- Lazer göz ameliyatları (LASIK, PRK, SMILE)
Gözlüğe alternatif olan tedavilerin en başında lazer geliyor. Lazer tedavisinde gözün saydam katmanı olan korneaya biçim verilerek, kırma kusuru ortadan kaldırılıyor. Gözün damlayla uyuşturulması, akabinde lazer aygıtıyla göz numarasına uygun planın uygulanması neştersiz, dikişsiz, çok kısa süren bir süreçle gerçekleştiriliyor. Hastaların epey konforlu olduğunu aktardığı bu formülün en büyük avantajı, güzelleşmenin süratli ve kalıcı olması. Hastalar birden fazla vakit birkaç gün içinde olağan yaşantısına dönüyor. Göz Hastalıkları Uzmanı Dr.
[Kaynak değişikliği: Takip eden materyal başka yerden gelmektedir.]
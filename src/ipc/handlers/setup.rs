use crate::db;
use crate::ipc::error::{err, ok};
use crate::ipc::types::{AppState, Request};
use crate::partition::TimePartition;
use crate::settings::{self, SchedulerSettings};
use rusqlite::Connection;
use serde_json::json;

fn handle_setup_get(state: &mut AppState, req: &Request) -> serde_json::Value {
    let Some(conn) = state.db.as_ref() else {
        return err(&req.id, "no_workspace", "select a workspace first", None);
    };
    let scheduler = match settings::load(conn) {
        Ok(v) => v,
        Err(e) => return err(&req.id, "db_query_failed", e.to_string(), None),
    };
    ok(&req.id, json!({ "scheduler": scheduler }))
}

fn handle_setup_update(state: &mut AppState, req: &Request) -> serde_json::Value {
    let Some(conn) = state.db.as_ref() else {
        return err(&req.id, "no_workspace", "select a workspace first", None);
    };
    let Some(section) = req.params.get("section").and_then(|v| v.as_str()) else {
        return err(&req.id, "bad_params", "missing section", None);
    };
    if section != "scheduler" {
        return err(&req.id, "bad_params", "unknown section", None);
    }
    let Some(patch_obj) = req.params.get("patch").and_then(|v| v.as_object()) else {
        return err(&req.id, "bad_params", "patch must be an object", None);
    };

    let mut current = match settings::load(conn) {
        Ok(v) => v,
        Err(e) => return err(&req.id, "db_query_failed", e.to_string(), None),
    };
    if let Err(msg) = current.merge_patch(patch_obj) {
        return err(&req.id, "bad_params", msg, None);
    }
    let partition = match current.partition() {
        Ok(p) => p,
        Err(e) => return err(&req.id, "bad_params", e.to_string(), None),
    };
    let pruned = match store_with_partition(conn, &current, &partition) {
        Ok(n) => n,
        Err(e) => return err(&req.id, "db_update_failed", format!("{e:#}"), None),
    };
    if pruned > 0 {
        tracing::info!(pruned, "saved assignments outside the new week dropped");
    }
    // An open session keeps the settings it was opened with.
    ok(
        &req.id,
        json!({ "ok": true, "scheduler": current, "prunedAssignments": pruned }),
    )
}

/// Saved assignments on a removed day or time slot go with the settings
/// change, so the stored schedule always loads.
fn store_with_partition(
    conn: &Connection,
    scheduler: &SchedulerSettings,
    partition: &TimePartition,
) -> anyhow::Result<usize> {
    let tx = conn.unchecked_transaction()?;
    settings::store(&tx, scheduler)?;
    let pruned = db::prune_outside_partition(&tx, partition)?;
    tx.commit()?;
    Ok(pruned)
}

pub fn try_handle(state: &mut AppState, req: &Request) -> Option<serde_json::Value> {
    match req.method.as_str() {
        "setup.get" => Some(handle_setup_get(state, req)),
        "setup.update" => Some(handle_setup_update(state, req)),
        _ => None,
    }
}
Mustafa Demir bu usulün; 18 yaşından büyük, son bir yıldır göz numarası sabit kalmış, kornea yapısı olağan olan bireylere uygulandığını belirterek “Ancak keratokonus, önemli göz kuruluğu, göz tansiyonu üzere problemleri olan hastalara uygulanmıyor. Her hasta için uygun lazer tipi farklı olduğundan, uygun tekniğe, ayrıntılı muayene ve ehil doktor ile birlikte karar verilmesi gerekir” diyor.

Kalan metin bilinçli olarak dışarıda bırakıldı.